Having spent two half days paying attention to the route, I assure you that if you followed our example, and rode the Eglinton buses today, you couldn’t help recognizing that the narrowness of Eglinton in the west required tunnelling, while in the east there was room for an exclusive right of way on the surface.
Go. See for yourself.
Steve: It is also worth pointing out that parts of the St. Clair strip were not in good shape, as a business community, before the project began. However, there has been something of a renaissance afterwards.
I wonder how many of you RT fans understand that Metrolinx has promised Electric Multiple Units (EMU).
I think a better alternative.
The answer is quite simple. A continuous, reliable, fast, grade-separated transit line that connects to the Yonge spine of Toronto and doesn’t have an excessively long disruption to existing service during construction.
Steve: But are you prepared to pay for it?
Let me see if I have this right.
Estimated cost of original LRT proposal: $1.48B
Latest cost of one-stop subway: $2.9B
Both offer sufficient capacity for anticipated ridership.

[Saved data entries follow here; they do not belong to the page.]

#[cfg(test)]
mod tests {
    use super::*;
    use crate::models::testing::repo;
    use crate::models::RepositoryFilter;
    use crate::subscribers::SubscriberStore;
    use async_trait::async_trait;
    use chrono::Utc;

    /// Records delivered digests; fails every send to addresses in `failing`
    /// a configured number of times.
    #[derive(Default)]
    struct RecordingTransport {
        sent: Mutex<Vec<Digest>>,
        failures_left: Mutex<HashMap<String, u32>>,
        attempts: Mutex<HashMap<String, u32>>,
    }

    impl RecordingTransport {
        fn failing(email: &str, times: u32) -> Self {
            let transport = Self::default();
            transport.failures_left.lock().unwrap().insert(email.to_string(), times);
            transport
        }

        fn sent_to(&self, email: &str) -> Vec<Digest> {
            self.sent
                .lock()
                .unwrap()
                .iter()
                .filter(|d| d.recipient == email)
                .cloned()
                .collect()
        }

        fn attempts(&self, email: &str) -> u32 {
            self.attempts.lock().unwrap().get(email).copied().unwrap_or(0)
        }
    }

    #[async_trait]
    impl EmailTransport for RecordingTransport {
        fn name(&self) -> &str {
            "recording"
        }

        async fn send(&self, digest: &Digest) -> Result<(), TransportError> {
            *self.attempts.lock().unwrap().entry(digest.recipient.clone()).or_default() += 1;
            let mut failures = self.failures_left.lock().unwrap();
            if let Some(left) = failures.get_mut(&digest.recipient) {
                if *left > 0 {
                    *left -= 1;
                    return Err(TransportError::Rejected {
                        status: 503,
                        body: "unavailable".into(),
                    });
                }
            }
            drop(failures);
            self.sent.lock().unwrap().push(digest.clone());
            Ok(())
        }
    }

    fn store_with(generation: u64, repos: Vec<crate::models::Repository>) -> Arc<Store> {
        let store = Arc::new(Store::new());
        store.swap(Snapshot::build(generation, Utc::now(), repos)).unwrap();
        store
    }

    fn notifier(store: Arc<Store>, subscribers: Arc<SubscriberStore>, transport: Arc<RecordingTransport>) -> Notifier {
        Notifier::new(store, subscribers, transport, NotifierConfig::default())
    }

    #[tokio::test]
    async fn go_subscriber_receives_only_go_repositories() {
        let store = store_with(
            1,
            vec![
                repo(1, 9.0, Some("Rust")),
                repo(2, 8.0, Some("Go")),
                repo(3, 7.0, Some("Python")),
                repo(4, 6.0, Some("go")),
            ],
        );
        let subscribers = Arc::new(SubscriberStore::new());
        subscribers.subscribe("gopher@example.com", RepositoryFilter::language("Go")).unwrap();
        let transport = Arc::new(RecordingTransport::default());

        let report = notifier(store, subscribers, Arc::clone(&transport)).run_once().await;
        assert_eq!(report.sent, 1);

        let digests = transport.sent_to("gopher@example.com");
        assert_eq!(digests.len(), 1);
        assert_eq!(digests[0].ids(), vec![2, 4]);
        assert!(digests[0].repositories.iter().all(|r| r.has_language("Go")));
    }

    #[tokio::test]
    async fn empty_store_sends_nothing() {
        let subscribers = Arc::new(SubscriberStore::new());
        subscribers.subscribe("a@example.com", RepositoryFilter::default()).unwrap();
        let transport = Arc::new(RecordingTransport::default());
        let notifier = notifier(Arc::new(Store::new()), subscribers, Arc::clone(&transport));

        assert_eq!(notifier.run_once().await, DigestReport::default());
        assert_eq!(transport.attempts("a@example.com"), 0);
    }

    #[tokio::test]
    async fn already_notified_repositories_are_not_resent() {
        let store = store_with(1, vec![repo(1, 2.0, None), repo(2, 1.0, None)]);
        let subscribers = Arc::new(SubscriberStore::new());
        subscribers.subscribe("a@example.com", RepositoryFilter::default()).unwrap();
        let transport = Arc::new(RecordingTransport::default());
        let notifier = notifier(Arc::clone(&store), subscribers, Arc::clone(&transport));

        assert_eq!(notifier.run_once().await.sent, 1);
        let second = notifier.run_once().await;
        assert_eq!((second.sent, second.skipped), (0, 1));

        store
            .swap(Snapshot::build(2, Utc::now(), vec![repo(1, 2.0, None), repo(3, 5.0, None)]))
            .unwrap();
        assert_eq!(notifier.run_once().await.sent, 1);
        let digests = transport.sent_to("a@example.com");
        assert_eq!(digests.len(), 2);
        assert_eq!(digests[1].ids(), vec![3]);
    }

    #[tokio::test(start_paused = true)]
    async fn failing_transport_is_retried_without_blocking_others() {
        let store = store_with(1, vec![repo(1, 1.0, None)]);
        let subscribers = Arc::new(SubscriberStore::new());
        subscribers.subscribe("flaky@example.com", RepositoryFilter::default()).unwrap();
        subscribers.subscribe("down@example.com", RepositoryFilter::default()).unwrap();
        subscribers.subscribe("ok@example.com", RepositoryFilter::default()).unwrap();

        let transport = RecordingTransport::failing("flaky@example.com", 2);
        transport.failures_left.lock().unwrap().insert("down@example.com".into(), u32::MAX);
        let transport = Arc::new(transport);
        let notifier = notifier(store, subscribers, Arc::clone(&transport));

        let report = notifier.run_once().await;
        assert_eq!((report.sent, report.failed, report.skipped), (2, 1, 0));
        assert_eq!(transport.attempts("flaky@example.com"), 3);
        assert_eq!(transport.attempts("down@example.com"), 3);
        assert_eq!(transport.sent_to("ok@example.com").len(), 1);

        // A failed digest is not recorded, so the next run tries again.
        assert_eq!(notifier.run_once().await.failed, 1);
    }

    #[tokio::test]
    async fn digest_is_capped_at_configured_size() {
        let store = store_with(1, (1..=25).map(|id| repo(id, id as f64, None)).collect());
        let subscribers = Arc::new(SubscriberStore::new());
        subscribers.subscribe("a@example.com", RepositoryFilter::default()).unwrap();
        let transport = Arc::new(RecordingTransport::default());
        notifier(store, subscribers, Arc::clone(&transport)).run_once().await;

        let digest = &transport.sent_to("a@example.com")[0];
        assert_eq!(digest.repositories.len(), 10);
        assert_eq!(digest.repositories[0].id, 25);
    }

    #[tokio::test(start_paused = true)]
    async fn first_run_waits_one_interval() {
        let store = store_with(1, vec![repo(1, 1.0, None)]);
        let subscribers = Arc::new(SubscriberStore::new());
        subscribers.subscribe("a@example.com", RepositoryFilter::default()).unwrap();
        let transport = Arc::new(RecordingTransport::default());
        let notifier = Arc::new(Notifier::new(
            store,
            subscribers,
            Arc::clone(&transport) as Arc<dyn EmailTransport>,
            NotifierConfig {
                interval: Duration::from_secs(60),
                ..Default::default()
            },
        ));
        let shutdown = CancellationToken::new();
        let task = tokio::spawn(Arc::clone(&notifier).run(shutdown.clone()));

        tokio::time::sleep(Duration::from_secs(59)).await;
        assert_eq!(transport.attempts("a@example.com"), 0);
        tokio::time::sleep(Duration::from_secs(2)).await;
        assert_eq!(transport.attempts("a@example.com"), 1);

        shutdown.cancel();
        task.await.unwrap();
    }

    #[tokio::test]
    async fn log_only_transport_does_not_mark_repositories_delivered() {
        let store = store_with(1, vec![repo(1, 2.0, None), repo(2, 1.0, None)]);
        let subscribers = Arc::new(SubscriberStore::new());
        subscribers.subscribe("a@example.com", RepositoryFilter::default()).unwrap();
        let notifier = Notifier::new(
            Arc::clone(&store),
            subscribers,
            Arc::new(crate::mailers::LogTransport),
            NotifierConfig::default(),
        );

        assert_eq!(notifier.run_once().await.sent, 1);
        // Nothing left the process, so the same repositories are offered again.
        let report = notifier.run_once().await;
        assert_eq!((report.sent, report.skipped), (1, 0));
    }

    #[tokio::test(start_paused = true)]
    async fn zero_interval_runs_at_the_minimum_period() {
        let store = store_with(1, vec![repo(1, 1.0, None)]);
        let subscribers = Arc::new(SubscriberStore::new());
        subscribers.subscribe("a@example.com", RepositoryFilter::default()).unwrap();
        let transport = Arc::new(RecordingTransport::default());
        let notifier = Arc::new(Notifier::new(
            store,
            subscribers,
            Arc::clone(&transport) as Arc<dyn EmailTransport>,
            NotifierConfig {
                interval: Duration::ZERO,
                ..Default::default()
            },
        ));
        let shutdown = CancellationToken::new();
        let task = tokio::spawn(Arc::clone(&notifier).run(shutdown.clone()));

        tokio::time::sleep(Duration::from_millis(1500)).await;
        assert_eq!(transport.attempts("a@example.com"), 1);

        shutdown.cancel();
        task.await.unwrap();
    }
}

Both offer completely grade separated express service.
One has more stops and serves more types of trips.
One eliminates the transfer to B-D for those riders that board at STC.
To me, it looks like Tory is saying he is OK with paying $1.42B strictly for the benefit of eliminating a 5-minute transfer. On top of that, if the LRT goes farther than the subway, and serves more intermediate trips, it intercepts more trips earlier, likely saving those riders more than 5 minutes.
I have read people say “you could buy xx for Scarborough and still have money left over”. You could buy a few extra LRT trains for the SRT replacement and run them at the minimum feasible headway up until the middle of the night… and run the new LRT lines at the minimum headway too. No, it wouldn’t happen because it would be too tempting to just apply the crowding standards to save a few bucks on the operating budget… but reducing waiting times through a substantially higher-frequency network would arguably have more of a benefit than eliminating the 5-minute transfer..
Sorry, but no. EMU have been implied, but not promised. If you look at the Electrification TPAP, it tacitly does not mention vehicle choice. It is an aspirational goal, but realistically not going to be realised in the next decade. Until I see provisions being taken to enable small/frequent EMUs to be operationally more efficient, I’m not doing to drink this lemonade.